BEGIN Dataset records

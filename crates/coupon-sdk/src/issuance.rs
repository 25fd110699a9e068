/// Turns an operator allowlist into a signed coupon set.
/// Keys of the set are lowercase addresses; each entry pairs the allotted
/// quantity with the coupon that attests to it.
use serde::{Deserialize, Serialize};
use std::collections::BTreeMap;
use tracing::{info, warn};

use crate::address::Address;
use crate::class::CouponClass;
use crate::coupon::{Coupon, CouponSigner};
use crate::crypto::sha256;
use crate::error::{Result, SdkError};

/// Raw allowlist: address string -> allotted quantity
pub type Allowlist = BTreeMap<String, u64>;

pub fn parse_allowlist(bytes: &[u8]) -> Result<Allowlist> {
    serde_json::from_slice(bytes).map_err(|e| {
        SdkError::Serialization(format!("allowlist must map addresses to quantities: {}", e))
    })
}

#[derive(Clone, Copy, Debug, PartialEq, Eq, Serialize, Deserialize)]
pub struct CouponEntry {
    #[serde(alias = "qty")]
    pub quantity: u64,
    pub coupon: Coupon,
}

#[derive(Clone, Debug, Default, PartialEq, Eq, Serialize, Deserialize)]
#[serde(transparent)]
pub struct IssuanceSet {
    entries: BTreeMap<String, CouponEntry>,
}

impl IssuanceSet {
    pub fn new() -> Self {
        Self::default()
    }

    pub fn insert(&mut self, address: &Address, entry: CouponEntry) {
        self.entries.insert(address.to_lower_hex(), entry);
    }

    pub fn lookup(&self, address: &Address) -> Option<&CouponEntry> {
        self.entries.get(&address.to_lower_hex())
    }

    /// Lookup by raw string, normalised to lowercase first
    pub fn lookup_str(&self, address: &str) -> Option<&CouponEntry> {
        self.entries.get(&address.trim().to_lowercase())
    }

    pub fn len(&self) -> usize {
        self.entries.len()
    }

    pub fn is_empty(&self) -> bool {
        self.entries.is_empty()
    }

    pub fn iter(&self) -> impl Iterator<Item = (&String, &CouponEntry)> {
        self.entries.iter()
    }

    /// Canonical on-disk form
    pub fn to_json(&self) -> Result<Vec<u8>> {
        Ok(serde_json::to_vec_pretty(self)?)
    }

    pub fn from_json(bytes: &[u8]) -> Result<Self> {
        Ok(serde_json::from_slice(bytes)?)
    }

    /// sha256 of the canonical JSON, hex encoded
    pub fn pin(&self) -> Result<String> {
        Ok(pin_bytes(&self.to_json()?))
    }

    /// Parse a set fetched over an untrusted channel, refusing it unless its
    /// bytes hash to `expected_pin`
    pub fn from_pinned_json(bytes: &[u8], expected_pin: &str) -> Result<Self> {
        let actual = pin_bytes(bytes);
        if !actual.eq_ignore_ascii_case(expected_pin.trim()) {
            return Err(SdkError::IntegrityMismatch {
                expected: expected_pin.trim().to_string(),
                actual,
            });
        }
        Self::from_json(bytes)
    }

    /// Entries whose coupon does not recover to `issuer` for their own key
    pub fn unverifiable(&self, class: CouponClass, issuer: &Address) -> Vec<String> {
        self.entries
            .iter()
            .filter(|(address, entry)| {
                let verified = address.parse::<Address>().and_then(|a| {
                    entry.coupon.verify(class, entry.quantity, &a, issuer)
                });
                verified.is_err()
            })
            .map(|(address, _)| address.clone())
            .collect()
    }
}

pub fn pin_bytes(bytes: &[u8]) -> String {
    hex::encode(sha256(bytes))
}

pub struct IssuanceReport {
    pub set: IssuanceSet,
    /// Allowlist keys that were not valid addresses
    pub skipped: Vec<String>,
}

/// Sign one coupon per well-formed allowlist entry.
/// Malformed addresses are reported and skipped; they never abort the batch.
pub fn issue(
    signer: &CouponSigner,
    class: CouponClass,
    allowlist: &Allowlist,
) -> Result<IssuanceReport> {
    let mut set = IssuanceSet::new();
    let mut skipped = Vec::new();

    for (raw, &quantity) in allowlist {
        let address = match raw.trim().parse::<Address>() {
            Ok(address) => address,
            Err(e) => {
                warn!("{}: Invalid Address ({})", raw, e);
                skipped.push(raw.clone());
                continue;
            }
        };

        if set.lookup(&address).is_some() {
            warn!("{}: duplicate allowlist entry, keeping the first", raw);
            skipped.push(raw.clone());
            continue;
        }

        let coupon = signer.sign(class, quantity, &address)?;
        set.insert(&address, CouponEntry { quantity, coupon });
    }

    info!(
        "Issued {} {} coupon(s) signed by {} ({} skipped)",
        set.len(),
        class,
        signer.address().to_checksum(),
        skipped.len()
    );

    Ok(IssuanceReport { set, skipped })
}

#[cfg(test)]
mod tests {
    use super::*;

    const KEY_HEX: &str = "59c6995e998f97a5a0044966f0945389dc9e86dae88c7a8412f4603b6b78690d";

    fn allowlist() -> Allowlist {
        let mut list = Allowlist::new();
        list.insert("0x5aAeb6053F3E94C9b9A09f33669435E7Ef1BeAed".into(), 3);
        list.insert("0xfb6916095ca1df60bb79ce92ce3ea74c37c5d359".into(), 10);
        list.insert("0xnotanaddress".into(), 1);
        list.insert("0x5AAeb6053F3E94C9b9A09f33669435E7Ef1BeAed".into(), 4);
        list
    }

    #[test]
    fn test_issue_skips_malformed() {
        let signer = CouponSigner::from_hex(KEY_HEX).unwrap();
        let report = issue(&signer, CouponClass::Presale, &allowlist()).unwrap();

        assert_eq!(report.set.len(), 2);
        assert_eq!(report.skipped.len(), 2);
        assert!(report.skipped.contains(&"0xnotanaddress".to_string()));

        let entry = report
            .set
            .lookup_str("0x5AAEB6053F3E94C9B9A09F33669435E7EF1BEAED")
            .unwrap();
        assert_eq!(entry.quantity, 3);
        assert!(report.set.unverifiable(CouponClass::Presale, &signer.address()).is_empty());
    }

    #[test]
    fn test_issue_is_idempotent() {
        let signer = CouponSigner::from_hex(KEY_HEX).unwrap();
        let first = issue(&signer, CouponClass::Team, &allowlist()).unwrap();
        let second = issue(&signer, CouponClass::Team, &allowlist()).unwrap();

        assert_eq!(first.set, second.set);
        assert_eq!(first.set.to_json().unwrap(), second.set.to_json().unwrap());
    }

    #[test]
    fn test_json_uses_lowercase_keys() {
        let signer = CouponSigner::from_hex(KEY_HEX).unwrap();
        let report = issue(&signer, CouponClass::Presale, &allowlist()).unwrap();
        let value: serde_json::Value =
            serde_json::from_slice(&report.set.to_json().unwrap()).unwrap();

        let entry = &value["0x5aaeb6053f3e94c9b9a09f33669435e7ef1beaed"];
        assert_eq!(entry["quantity"], 3);
        assert!(entry["coupon"]["r"].is_string());
        assert!(entry["coupon"]["v"].is_u64());
    }

    #[test]
    fn test_pinned_load() {
        let signer = CouponSigner::from_hex(KEY_HEX).unwrap();
        let set = issue(&signer, CouponClass::Presale, &allowlist()).unwrap().set;
        let bytes = set.to_json().unwrap();
        let pin = set.pin().unwrap();

        assert_eq!(IssuanceSet::from_pinned_json(&bytes, &pin).unwrap(), set);

        let mut tampered = bytes.clone();
        let pos = tampered.iter().position(|&b| b == b'3').unwrap();
        tampered[pos] = b'9';
        assert!(matches!(
            IssuanceSet::from_pinned_json(&tampered, &pin),
            Err(SdkError::IntegrityMismatch { .. })
        ));
    }

    #[test]
    fn test_unverifiable_detects_foreign_issuer() {
        let signer = CouponSigner::from_hex(KEY_HEX).unwrap();
        let other = CouponSigner::random();
        let set = issue(&signer, CouponClass::Presale, &allowlist()).unwrap().set;

        assert_eq!(set.unverifiable(CouponClass::Presale, &other.address()).len(), 2);
        assert_eq!(set.unverifiable(CouponClass::Team, &signer.address()).len(), 2);
    }

    #[test]
    fn test_parse_allowlist_rejects_bad_shapes() {
        assert!(parse_allowlist(br#"{"0xabc": 1}"#).is_ok());
        assert!(parse_allowlist(br#"{"0xabc": -1}"#).is_err());
        assert!(parse_allowlist(br#"["0xabc"]"#).is_err());
        assert!(parse_allowlist(b"not json").is_err());
    }
}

END Dataset records

Your answer must be a copy of every line in the data above that holds the string "warn".

use tracing::{info, warn};
                warn!("{}: Invalid Address ({})", raw, e);
            warn!("{}: duplicate allowlist entry, keeping the first", raw);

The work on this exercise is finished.